RE:A really good postcharmed3timer wrote: Here's a very good post from 'whoa_rimcheese' that very accurately sums up exactly what is going on here.
"It is pretty obvious....
That the reason some of the conspiracy theories are perpetuated is to avoid personal accountability. Think of it this way - if you got your auntie to invest $15,000 that has been wiped out is it easier to say: "I got pulled in on a pump, should have told you to sell after results, but I messed up - sorry you lost all your investment" OR "we have been screwed by the company, authorities, regulators, and justice system - they are all in cahoots - the massive gold find is there - we are just being played - the truth will be revealed and justice will be served."

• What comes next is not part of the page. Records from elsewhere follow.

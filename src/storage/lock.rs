//! Advisory file locks scoped to a single upload id
//!
//! One lock file per upload under `{root}/locks/`, claimed with a
//! non-blocking flock(2). The kernel releases the lock when the holding
//! process exits, so a crash never strands an upload; the lock file itself
//! stays behind and is garbage-collected by [`DiskLockingService::cleanup_stale_locks`].

use crate::error::TusError;
use crate::storage::{UploadLock, UploadLockingService};
use crate::upload::UploadId;
use std::fs::{self, File, OpenOptions};
use std::io;
use std::os::unix::io::AsRawFd;
use std::path::{Path, PathBuf};
use std::time::{Duration, SystemTime};
use tracing::{debug, warn};

fn flock(file: &File, operation: libc::c_int) -> io::Result<()> {
    // retried on EINTR like any slow syscall
    loop {
        let rc = unsafe { libc::flock(file.as_raw_fd(), operation) };
        if rc == 0 {
            return Ok(());
        }
        let err = io::Error::last_os_error();
        if err.kind() != io::ErrorKind::Interrupted {
            return Err(err);
        }
    }
}

/// An exclusive flock on one upload's lock file, held until drop.
pub struct FileBasedLock {
    id: UploadId,
    path: PathBuf,
    file: File,
}

impl FileBasedLock {
    /// Try to claim the lock file without blocking.
    fn acquire(id: &UploadId, path: PathBuf) -> Result<Self, TusError> {
        let file = OpenOptions::new()
            .create(true)
            .write(true)
            .open(&path)
            .map_err(TusError::Io)?;
        match flock(&file, libc::LOCK_EX | libc::LOCK_NB) {
            Ok(()) => {
                debug!(upload = %id, "acquired upload lock");
                Ok(FileBasedLock {
                    id: id.clone(),
                    path,
                    file,
                })
            }
            Err(e) if e.kind() == io::ErrorKind::WouldBlock => {
                Err(TusError::UploadAlreadyLocked(id.to_string()))
            }
            Err(e) => Err(TusError::Io(e)),
        }
    }

    fn path(&self) -> &Path {
        &self.path
    }
}

impl UploadLock for FileBasedLock {
    fn id(&self) -> &UploadId {
        &self.id
    }
}

impl Drop for FileBasedLock {
    fn drop(&mut self) {
        // the close below would release it anyway; explicit for clarity
        if let Err(e) = flock(&self.file, libc::LOCK_UN) {
            warn!(upload = %self.id, error = %e, "failed to release upload lock");
        }
        debug!(upload = %self.id, "released upload lock");
    }
}

/// Lock service backed by a directory of flock files.
pub struct DiskLockingService {
    locks_dir: PathBuf,
}

impl DiskLockingService {
    pub fn new(storage_root: impl AsRef<Path>) -> Result<Self, TusError> {
        let locks_dir = storage_root.as_ref().join("locks");
        fs::create_dir_all(&locks_dir).map_err(TusError::Io)?;
        Ok(DiskLockingService { locks_dir })
    }

    fn lock_path(&self, id: &UploadId) -> PathBuf {
        self.locks_dir.join(id.as_str())
    }
}

impl UploadLockingService for DiskLockingService {
    fn lock_upload(&self, id: &UploadId) -> Result<Box<dyn UploadLock>, TusError> {
        let lock = FileBasedLock::acquire(id, self.lock_path(id))?;
        Ok(Box::new(lock))
    }

    /// Probe by briefly acquiring and releasing. Inherently racy: the
    /// answer can be stale by the time the caller acts on it, and an
    /// unexpected IO failure reads as "locked" so that sweeps stay on the
    /// safe side.
    fn is_locked(&self, id: &UploadId) -> bool {
        if !self.lock_path(id).exists() {
            return false;
        }
        match FileBasedLock::acquire(id, self.lock_path(id)) {
            Ok(_probe) => false,
            Err(TusError::UploadAlreadyLocked(_)) => true,
            Err(_) => true,
        }
    }

    /// Delete lock files idle for longer than `grace`. The mtime check is
    /// only a pre-filter; the authority to delete is a successful acquire,
    /// so a lock that is merely old but still held is never removed.
    fn cleanup_stale_locks(&self, grace: Duration) -> Result<usize, TusError> {
        let cutoff = SystemTime::now()
            .checked_sub(grace)
            .unwrap_or(SystemTime::UNIX_EPOCH);
        let mut removed = 0;
        for entry in fs::read_dir(&self.locks_dir).map_err(TusError::Io)? {
            let entry = entry.map_err(TusError::Io)?;
            let modified = match entry.metadata().and_then(|m| m.modified()) {
                Ok(t) => t,
                Err(_) => continue,
            };
            if modified >= cutoff {
                continue;
            }
            let id = UploadId::new(entry.file_name().to_string_lossy());
            match FileBasedLock::acquire(&id, entry.path()) {
                Ok(lock) => {
                    // deleted while held, so no concurrent claim can win
                    if let Err(e) = fs::remove_file(lock.path()) {
                        if e.kind() != io::ErrorKind::NotFound {
                            warn!(upload = %id, error = %e, "failed to remove stale lock file");
                            continue;
                        }
                    }
                    removed += 1;
                    debug!(upload = %id, "removed stale lock file");
                }
                Err(_) => continue,
            }
        }
        Ok(removed)
    }
}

I'm not sure if some of the die hards actually believe their own fabrications, want to believe, or are just being deceptive to avoid looking stupid and shameful. I think the latter. No one can possibly believe what they have posted constitutes evidence of market manipulation, RCMP/regulator/govt negligence, etc. Fact is, I think that HappyDrunk is calling it like it is and it hurts - it hurts a lot. And I think people can understand that if someone were to lose their entire nest egg on this stock that it would be hard to let go. I mean, is there really ever a scenario that plays out where any of the Agoracommers would ever come out and say they got it wrong - never. That property could have 500,000 metres of drilling in every direction and reasonable depth and if it found nothing then they would be saying that the real core was tampered with or that the results are fabricated to hide the find of the century. There is no outcome where these guys admit that their theories were proven false. None. So it is actually useless to debate or argue - one can present the most logically sound arguments, but the rebuttal will be "why do you care? you aren't a shareholder" "your presense here is evidence there is more to the story or a cover up" "you are working for the company" etc.
These people aren't sound of mind - they are emotional, they are angry, depressed, sad, and vengeful. And it is understandable. They have lost lots of money and their stock tip has probably costed a lot of their family, friends, and acquaintances money. Think of the embarassment. Some of them probably aren't even being invited to Christmas dinner anymore. The shame of being sucked in, but then continuing to encourage others to hold until 2 cents and delisting because "there is more to the story." I agree with HappyDrunk - on the surface that is utterly reprehensible, but the impacted parties are, as I said, not sound of mind. Some have had years and years of work and savings wiped out, their financial futures decimated - all because they felt the need to put unreasonably sized investments into a Peruvian gold exploration dream. Who cares what Lori et all said? What ever happened to skepticism, real due diligence, risk management? Those concepts, unfortunately, are largely absent from your average person and this is an example where a less is learned through hard knocks."
More verbal poop from another nonshareholder with no reason to spend such excessive amounts of time passing the buck for a stock he has no interest in or sane reason to care about. The displayed time and effort is enough for anyone to see he has a very good reason to care so much about what happens with this company. Every post by these nonholders with every discrediting attempt only discredits themselves further.